Data records
^^^^^^^^

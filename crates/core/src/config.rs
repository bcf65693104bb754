//! Configuration shared by all three binaries, using a `clap::Parser` +
//! `env` pattern. Each binary embeds `CommonArgs` via `#[clap(flatten)]`
//! and adds whatever is specific to it.
use clap::Parser;

#[derive(Parser, Debug, Clone)]
pub struct CommonArgs {
    /// URL of the Postgres database.
    #[clap(long = "database-host", env = "DATABASE_HOST", default_value = "127.0.0.1")]
    pub database_host: String,
    #[clap(long = "database-port", env = "DATABASE_PORT", default_value = "5432")]
    pub database_port: u16,
    #[clap(long = "database-name", env = "DATABASE_NAME", default_value = "dealflow")]
    pub database_name: String,
    #[clap(long = "database-user", env = "DATABASE_USER", default_value = "dealflow")]
    pub database_user: String,
    #[clap(long = "database-password", env = "DATABASE_PASSWORD", default_value = "")]
    pub database_password: String,
    #[clap(long = "database-ca", env = "DATABASE_CA")]
    pub database_ca: Option<String>,
    #[clap(long = "database-pool-max", env = "DATABASE_POOL_MAX", default_value = "10")]
    pub database_pool_max: u32,

    /// Default tenant used when a request does not otherwise identify one.
    #[clap(long = "tenant-id", env = "TENANT_ID")]
    pub tenant_id: uuid::Uuid,

    #[clap(long = "project-id", env = "PROJECT_ID")]
    pub project_id: Option<String>,
    #[clap(long = "region", env = "REGION")]
    pub region: Option<String>,
    #[clap(long = "service-name", env = "SERVICE_NAME", default_value = "dealflow")]
    pub service_name: String,

    #[clap(long = "worker-url", env = "WORKER_URL")]
    pub worker_url: url::Url,
    #[clap(long = "ingress-public-base-url", env = "INGRESS_PUBLIC_BASE_URL")]
    pub ingress_public_base_url: Option<url::Url>,
    #[clap(long = "tasks-invoker-sa-email", env = "TASKS_INVOKER_SA_EMAIL")]
    pub tasks_invoker_sa_email: Option<String>,

    #[clap(long = "llm-model", env = "LLM_MODEL", default_value = "gpt-4o")]
    pub llm_model: String,

    /// When set, read secrets from the environment, bypass OIDC
    /// verification, and dispatch queue jobs via direct HTTP to
    /// `WORKER_URL`.
    #[clap(long = "local-dev", env = "LOCAL_DEV")]
    pub local_dev: bool,
}

impl CommonArgs {
    pub fn database_url(&self) -> anyhow::Result<url::Url> {
        let url = format!(
            "postgres://{user}:{password}@{host}:{port}/{name}",
            user = self.database_user,
            password = self.database_password,
            host = self.database_host,
            port = self.database_port,
            name = self.database_name,
        );
        Ok(url::Url::parse(&url)?)
    }

    pub fn install_tracing(&self) {
        let subscriber = tracing_subscriber::FmtSubscriber::builder()
            .with_env_filter(tracing_subscriber::EnvFilter::from_default_env())
            .finish();
        let _ = tracing::subscriber::set_global_default(subscriber);
        tracing::info!(service = %self.service_name, "started");
    }
}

^^^^^^^^

What you need to do
All the records, as written, must be given again.

Written reply
filename crates/core/src/config.rs
repository bcf65693104bb754
//! Configuration shared by all three binaries, using a `clap::Parser` +
//! `env` pattern. Each binary embeds `CommonArgs` via `#[clap(flatten)]`
//! and adds whatever is specific to it.
use clap::Parser;

#[derive(Parser, Debug, Clone)]
pub struct CommonArgs {
    /// URL of the Postgres database.
    #[clap(long = "database-host", env = "DATABASE_HOST", default_value = "127.0.0.1")]
    pub database_host: String,
    #[clap(long = "database-port", env = "DATABASE_PORT", default_value = "5432")]
    pub database_port: u16,
    #[clap(long = "database-name", env = "DATABASE_NAME", default_value = "dealflow")]
    pub database_name: String,
    #[clap(long = "database-user", env = "DATABASE_USER", default_value = "dealflow")]
    pub database_user: String,
    #[clap(long = "database-password", env = "DATABASE_PASSWORD", default_value = "")]
    pub database_password: String,
    #[clap(long = "database-ca", env = "DATABASE_CA")]
    pub database_ca: Option<String>,
    #[clap(long = "database-pool-max", env = "DATABASE_POOL_MAX", default_value = "10")]
    pub database_pool_max: u32,

    /// Default tenant used when a request does not otherwise identify one.
    #[clap(long = "tenant-id", env = "TENANT_ID")]
    pub tenant_id: uuid::Uuid,

    #[clap(long = "project-id", env = "PROJECT_ID")]
    pub project_id: Option<String>,
    #[clap(long = "region", env = "REGION")]
    pub region: Option<String>,
    #[clap(long = "service-name", env = "SERVICE_NAME", default_value = "dealflow")]
    pub service_name: String,

    #[clap(long = "worker-url", env = "WORKER_URL")]
    pub worker_url: url::Url,
    #[clap(long = "ingress-public-base-url", env = "INGRESS_PUBLIC_BASE_URL")]
    pub ingress_public_base_url: Option<url::Url>,
    #[clap(long = "tasks-invoker-sa-email", env = "TASKS_INVOKER_SA_EMAIL")]
    pub tasks_invoker_sa_email: Option<String>,

    #[clap(long = "llm-model", env = "LLM_MODEL", default_value = "gpt-4o")]
    pub llm_model: String,

    /// When set, read secrets from the environment, bypass OIDC
    /// verification, and dispatch queue jobs via direct HTTP to
    /// `WORKER_URL`.
    #[clap(long = "local-dev", env = "LOCAL_DEV")]
    pub local_dev: bool,
}

impl CommonArgs {
    pub fn database_url(&self) -> anyhow::Result<url::Url> {
        let url = format!(
            "postgres://{user}:{password}@{host}:{port}/{name}",
            user = self.database_user,
            password = self.database_password,
            host = self.database_host,
            port = self.database_port,
            name = self.database_name,
        );
        Ok(url::Url::parse(&url)?)
    }

    pub fn install_tracing(&self) {
        let subscriber = tracing_subscriber::FmtSubscriber::builder()
            .with_env_filter(tracing_subscriber::EnvFilter::from_default_env())
            .finish();
        let _ = tracing::subscriber::set_global_default(subscriber);
        tracing::info!(service = %self.service_name, "started");
    }
}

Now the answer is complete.